XNL Arte. Gabriele Picco 2005. Fiat 500, fiberglass, concrete, rope. Permanent sculpture at Parco delle Madonie (Palermo)

Al piano terra, un ambiente fluido e immersivo accoglie installazioni site-specific, integrate da un’esperienza sonora, ideata da XNL Musica e dal Dipartimento di Nuovi Linguaggi del Conservatorio di Piacenza, a cura di Ali Hossein.  

Ali Hossein

“Un’esperienza polifonica e multisensoriale”, dichiara il curatore Gianmarco Romiti,”dove l’elemento sonoro non si limita solo ad accompagnare la visione, ma diventa materiale narrativo, evocando la mutevolezza delle nuvole e del cielo”.

XNL Arte. Denis Santachiara. Nuvole Domestiche, 2000 ©Miro Zagnoli

Ad accogliere il visitatore all’ingresso, l’installazione luminosa cinetica site-specific di Denis Santachiara, celebre designer italiano. Cinque lampade scendono dal soffitto, come piccole nuvole artificiali, dalla forma morbida e irregolare, oscillanti nello spazio con leggerezza.

A pochi passi, spunta l’opera di Marie-Luce Natal, giovane artista francese. Complicata e affascinante, come s’intuisce dal titolo Eolorium , un gioco di parole in cui c’entra Eolo, dio del vento, l’opera vuole materializzare il tentativo dell’artista di catturare una nuvola e trascinarla a terra.

XNL Arte. Storyville, AtlasXNL Arte. Storyville, Atlas
XNL Arte. Storyville, BeyondXNL Arte. Storyville, Beyond

Al primo piano l’atmosfera cambia : il percorso si sviluppa tra pittura, scultura e due video installazioni realizzate con materiale di archivio a cura di Storyville.

Le opere in mostra, tra cui quelle di Piero Manzoni e Mario Schifano, ognuna con la sua specificità, aprono nuovi scenari.

XNL Arte. Laetitia Ky Free, 2023 Courtesy LIS10 Gallery. Copyright Laetitia Ky

Laetitia Ky, per esempio, classe 1996, artista e attivista nata in Costa d’Avorio, si ispira alle acconciature delle donne africane precoloniali per riflettere su temi universali.
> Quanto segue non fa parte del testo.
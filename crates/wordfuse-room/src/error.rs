use wordfuse_protocol::{ErrorCode, PlayerId, RoomCode};

/// Errors from room operations.
///
/// `Display` is the text shown to the requesting player.
#[derive(Debug, Clone, PartialEq, Eq, thiserror::Error)]
pub enum RoomError {
    #[error("Room {0} not found.")]
    NotFound(RoomCode),

    #[error("Game already started.")]
    GameAlreadyStarted(RoomCode),

    #[error("Room is full (max {max} players).")]
    RoomFull { code: RoomCode, max: usize },

    #[error("At least {needed} players are needed to start the game.")]
    InsufficientPlayers { needed: usize, have: usize },

    #[error("Only the host can {action} the game.")]
    NotAuthorized {
        player: PlayerId,
        action: &'static str,
    },

    #[error("Player {0} is not in this room.")]
    NotInRoom(PlayerId),

    #[error("Player {0} is already in room {1}.")]
    AlreadyInRoom(PlayerId, RoomCode),

    /// The room's actor is gone.
    #[error("Room {0} is unavailable.")]
    Unavailable(RoomCode),
}

/// Coarse classification of what went wrong.
///
/// None of these is fatal to anything but the request that caused it.
/// Refused words are not errors; they travel as `wordInvalid` events.
#[derive(Debug, Clone, Copy, PartialEq, Eq)]
pub enum Fault {
    /// The requester lacks host rights.
    Authorization,
    /// No seat left.
    Capacity,
    /// The room does not exist or is in the wrong status.
    Lifecycle,
}

impl RoomError {
    pub fn fault(&self) -> Fault {
        match self {
            RoomError::NotAuthorized { .. } => Fault::Authorization,
            RoomError::RoomFull { .. } => Fault::Capacity,
            RoomError::NotFound(_)
            | RoomError::GameAlreadyStarted(_)
            | RoomError::InsufficientPlayers { .. }
            | RoomError::NotInRoom(_)
            | RoomError::AlreadyInRoom(..)
            | RoomError::Unavailable(_) => Fault::Lifecycle,
        }
    }

    /// Wire code sent alongside the message.
    pub fn code(&self) -> ErrorCode {
        match self {
            RoomError::NotFound(_) => ErrorCode::RoomNotFound,
            RoomError::GameAlreadyStarted(_) => ErrorCode::GameAlreadyStarted,
            RoomError::RoomFull { .. } => ErrorCode::RoomFull,
            RoomError::InsufficientPlayers { .. } => ErrorCode::InsufficientPlayers,
            RoomError::NotAuthorized { .. } => ErrorCode::NotAuthorized,
            RoomError::NotInRoom(_) => ErrorCode::NotInRoom,
            RoomError::AlreadyInRoom(..) => ErrorCode::AlreadyInRoom,
            RoomError::Unavailable(_) => ErrorCode::Unavailable,
        }
    }
}
//! 路由表内存存储实现

use crate::error::StorageError;
use crate::models::RoutingRule;
use crate::traits::RoutingStore;
use std::collections::HashMap;
use std::sync::RwLock;

type RuleKey = (String, String);

/// 路由表内存存储
///
/// 键为 `(device_id, metric_type)`，只做精确匹配。
pub struct InMemoryRoutingStore {
    rules: RwLock<HashMap<RuleKey, RoutingRule>>,
}

impl InMemoryRoutingStore {
    pub fn new() -> Self {
        Self {
            rules: RwLock::new(HashMap::new()),
        }
    }

    pub fn with_rules(rules: Vec<RoutingRule>) -> Self {
        Self {
            rules: RwLock::new(index_rules(rules)),
        }
    }
}

impl Default for InMemoryRoutingStore {
    fn default() -> Self {
        Self::new()
    }
}

fn index_rules(rules: Vec<RoutingRule>) -> HashMap<RuleKey, RoutingRule> {
    rules.into_iter().map(|rule| (rule.key(), rule)).collect()
}

#[async_trait::async_trait]
impl RoutingStore for InMemoryRoutingStore {
    async fn find_rule(
        &self,
        device_id: &str,
        metric_type: &str,
    ) -> Result<Option<RoutingRule>, StorageError> {
        let map = self
            .rules
            .read()
            .map_err(|_| StorageError::new("lock failed"))?;
        Ok(map
            .get(&(device_id.to_string(), metric_type.to_string()))
            .cloned())
    }

    async fn list_rules(&self) -> Result<Vec<RoutingRule>, StorageError> {
        let map = self
            .rules
            .read()
            .map_err(|_| StorageError::new("lock failed"))?;
        let mut items: Vec<RoutingRule> = map.values().cloned().collect();
        items.sort_by(|a, b| a.key().cmp(&b.key()));
        Ok(items)
    }

    async fn replace_rules(&self, rules: Vec<RoutingRule>) -> Result<(), StorageError> {
        let next = index_rules(rules);
        let mut map = self
            .rules
            .write()
            .map_err(|_| StorageError::new("lock failed"))?;
        *map = next;
        Ok(())
    }
}
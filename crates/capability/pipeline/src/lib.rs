//! 批量缓冲与刷新投递。
//!
//! 读数先进入 `BatchBuffer`，由定时器（或停机、设备 QUIT）触发 `Pipeline::flush`：
//! 在刷新时刻统一打时间戳，作为一次逻辑投递交给 `BatchSink`。

mod buffer;
mod scheduler;
mod sink;

pub use buffer::BatchBuffer;
pub use scheduler::spawn_flush_scheduler;
pub use sink::{
    BatchSink, DeliveryFailure, InlineForwardSink, STAGING_HEADER, StagingFileSink,
    render_staging,
};

use domain::{CollectedReading, Destination, PendingReading, Reading};
use std::sync::Arc;
use tokio::sync::Mutex;
use tracing::{debug, error, info, warn};
use wavy_config::FlushFailurePolicy;
use wavy_protocol::ProtocolError;

/// 刷新时间戳格式（本地时间）。
pub const TIMESTAMP_FORMAT: &str = "%Y-%m-%d %H:%M:%S";

/// Pipeline 处理错误。
#[derive(Debug, thiserror::Error)]
pub enum PipelineError {
    #[error("staging write failed: {0}")]
    Staging(#[from] std::io::Error),
    #[error("forward failed: {0}")]
    Forward(#[from] ProtocolError),
    #[error("unexpected server response: {0}")]
    Rejected(String),
}

/// Pipeline 参数。
#[derive(Debug, Clone)]
pub struct PipelineConfig {
    pub failure_policy: FlushFailurePolicy,
    /// 回填时缓冲总量上限
    pub max_buffered: usize,
}

impl Default for PipelineConfig {
    fn default() -> Self {
        Self {
            failure_policy: FlushFailurePolicy::Drop,
            max_buffered: 100_000,
        }
    }
}

/// 一次刷新的结果。
#[derive(Debug, Clone, Copy, Default, PartialEq, Eq)]
pub struct FlushReport {
    pub delivered: usize,
    pub dropped: usize,
    pub requeued: usize,
}

struct PipelineInner {
    buffer: BatchBuffer,
    sink: Arc<dyn BatchSink>,
    config: PipelineConfig,
    /// 串行化刷新（定时器、停机、QUIT 可能同时触发）
    flush_lock: Mutex<()>,
}

/// Pipeline 入口。
#[derive(Clone)]
pub struct Pipeline {
    inner: Arc<PipelineInner>,
}

impl Pipeline {
    pub fn new(sink: Arc<dyn BatchSink>) -> Self {
        Self::with_config(sink, PipelineConfig::default())
    }

    pub fn with_config(sink: Arc<dyn BatchSink>, config: PipelineConfig) -> Self {
        let inner = PipelineInner {
            buffer: BatchBuffer::new(),
            sink,
            config,
            flush_lock: Mutex::new(()),
        };
        Self {
            inner: Arc::new(inner),
        }
    }

    /// 追加一条已通过校验的读数。
    pub async fn append(&self, reading: Reading, destination: Destination) -> u64 {
        self.inner.buffer.append(reading, destination).await
    }

    /// 当前待刷新读数数量。
    pub async fn pending(&self) -> usize {
        self.inner.buffer.len().await
    }

    /// 刷新：空缓冲不投递；失败按策略丢弃或回填，并记录错误。
    pub async fn flush(&self) -> FlushReport {
        let _guard = self.inner.flush_lock.lock().await;

        let batch = self.inner.buffer.drain().await;
        if batch.is_empty() {
            debug!(target: "wavy.pipeline", "flush_skipped_empty");
            return FlushReport::default();
        }

        let timestamp = chrono::Local::now().format(TIMESTAMP_FORMAT).to_string();
        let collected: Vec<CollectedReading> = batch
            .iter()
            .map(|pending| materialize(pending, &timestamp))
            .collect();

        let failures = match self.inner.sink.deliver(&collected).await {
            Ok(()) => Vec::new(),
            Err(failures) => failures,
        };

        let mut failed = vec![false; batch.len()];
        for failure in &failures {
            wavy_telemetry::record_flush_failure();
            error!(
                target: "wavy.pipeline",
                readings = failure.undelivered.len(),
                error = %failure.error,
                "flush_delivery_failed"
            );
            for &index in &failure.undelivered {
                if let Some(slot) = failed.get_mut(index) {
                    *slot = true;
                }
            }
        }

        let mut undelivered = Vec::new();
        let mut delivered = 0usize;
        for (pending, is_failed) in batch.into_iter().zip(failed) {
            if is_failed {
                undelivered.push(pending);
            } else {
                delivered += 1;
            }
        }

        let mut report = FlushReport {
            delivered,
            ..FlushReport::default()
        };
        if delivered > 0 {
            wavy_telemetry::record_flush_delivered(delivered as u64);
            info!(target: "wavy.pipeline", readings = delivered, timestamp = %timestamp, "flush_delivered");
        }
        if undelivered.is_empty() {
            return report;
        }

        let count = undelivered.len();
        match self.inner.config.failure_policy {
            FlushFailurePolicy::Drop => {
                report.dropped = count;
            }
            FlushFailurePolicy::Requeue => {
                match self
                    .inner
                    .buffer
                    .requeue(undelivered, self.inner.config.max_buffered)
                    .await
                {
                    Ok(()) => {
                        report.requeued = count;
                        wavy_telemetry::record_readings_requeued(count as u64);
                        warn!(target: "wavy.pipeline", readings = count, "flush_requeued");
                        return report;
                    }
                    Err(_) => {
                        error!(
                            target: "wavy.pipeline",
                            readings = count,
                            max_buffered = self.inner.config.max_buffered,
                            "requeue_over_capacity"
                        );
                        report.dropped = count;
                    }
                }
            }
        }
        wavy_telemetry::record_readings_dropped(count as u64);
        error!(target: "wavy.pipeline", readings = count, "flush_readings_dropped");
        report
    }
}

fn materialize(pending: &PendingReading, timestamp: &str) -> CollectedReading {
    CollectedReading {
        timestamp: timestamp.to_string(),
        device_id: pending.reading.device_id.clone(),
        metric_type: pending.reading.metric_type.clone(),
        value: pending.reading.value.clone(),
        destination: pending.destination.clone(),
    }
}
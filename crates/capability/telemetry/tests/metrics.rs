use wavy_telemetry::{
    metrics, new_session_id, record_flush_delivered, record_readings_dropped,
};

#[test]
fn session_ids_are_unique() {
    let first = new_session_id();
    let second = new_session_id();
    assert!(!first.is_empty());
    assert_ne!(first, second);
}

#[test]
fn flush_counters_accumulate() {
    let before = metrics().snapshot();
    record_flush_delivered(3);
    record_readings_dropped(2);
    let after = metrics().snapshot();
    assert!(after.flush_deliveries >= before.flush_deliveries + 1);
    assert!(after.readings_flushed >= before.readings_flushed + 3);
    assert!(after.readings_dropped >= before.readings_dropped + 2);
}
Con i suoi stessi capelli realizza sculture incredibili, che immortala in fotografia o in pittura.  L’opera Free, esposta in mostra, è una grande fotografia dell’artista vista di spalle affacciata sul cielo celeste, il corpo nudo dalla vita in su, i “capelli scultura” intrecciati sembrano ali della libertà, pronti a spiccare il volo, quasi un invito a sollevare lo sguardo verso un nuovo orizzonte, come dice il titolo della mostra.

Silvana Rizzi, Smoking Bench, panchina che fuma, Jeppe Hein

Con Smoking Bench, panchina che fuma, Jeppe Hein, artista danese di stanza in Germania, invita i visitatori a sedersi su una panca posta di fronte a un grande specchio, dove in pochi secondi ci si trova avvolti in una nuvola di nebbia. Con intelligente ironia, l’artista riprende cosi’ la lezione dell’arte concettuale degli anni Settanta, e la traduce in installazioni interattive, inducendo i visitatori a mettersi in gioco.

Il suo QR code ci parla dei “Giganti della montagna” di Luigi Pirandello.

“Last but not least”, per dirla all’inglese, il Trittico di teatro contemporaneo Delle nuvole e dell’identità teatro, a cura di Paola Pedrazzini, porta in scena tre spettacoli a ingresso gratuito, nati da una riflessione sulle nuvole come metafora esistenziale dell’identità umana.

Per info spettacoli: tel.+ 39 324 9297592
Un consiglio utile per godere pienamente Oltre le nuvole

XNLPiacenza offre ai visitatori un ciclo di visite-evento condotte dai curatori dal 17 aprile al 20 giugno.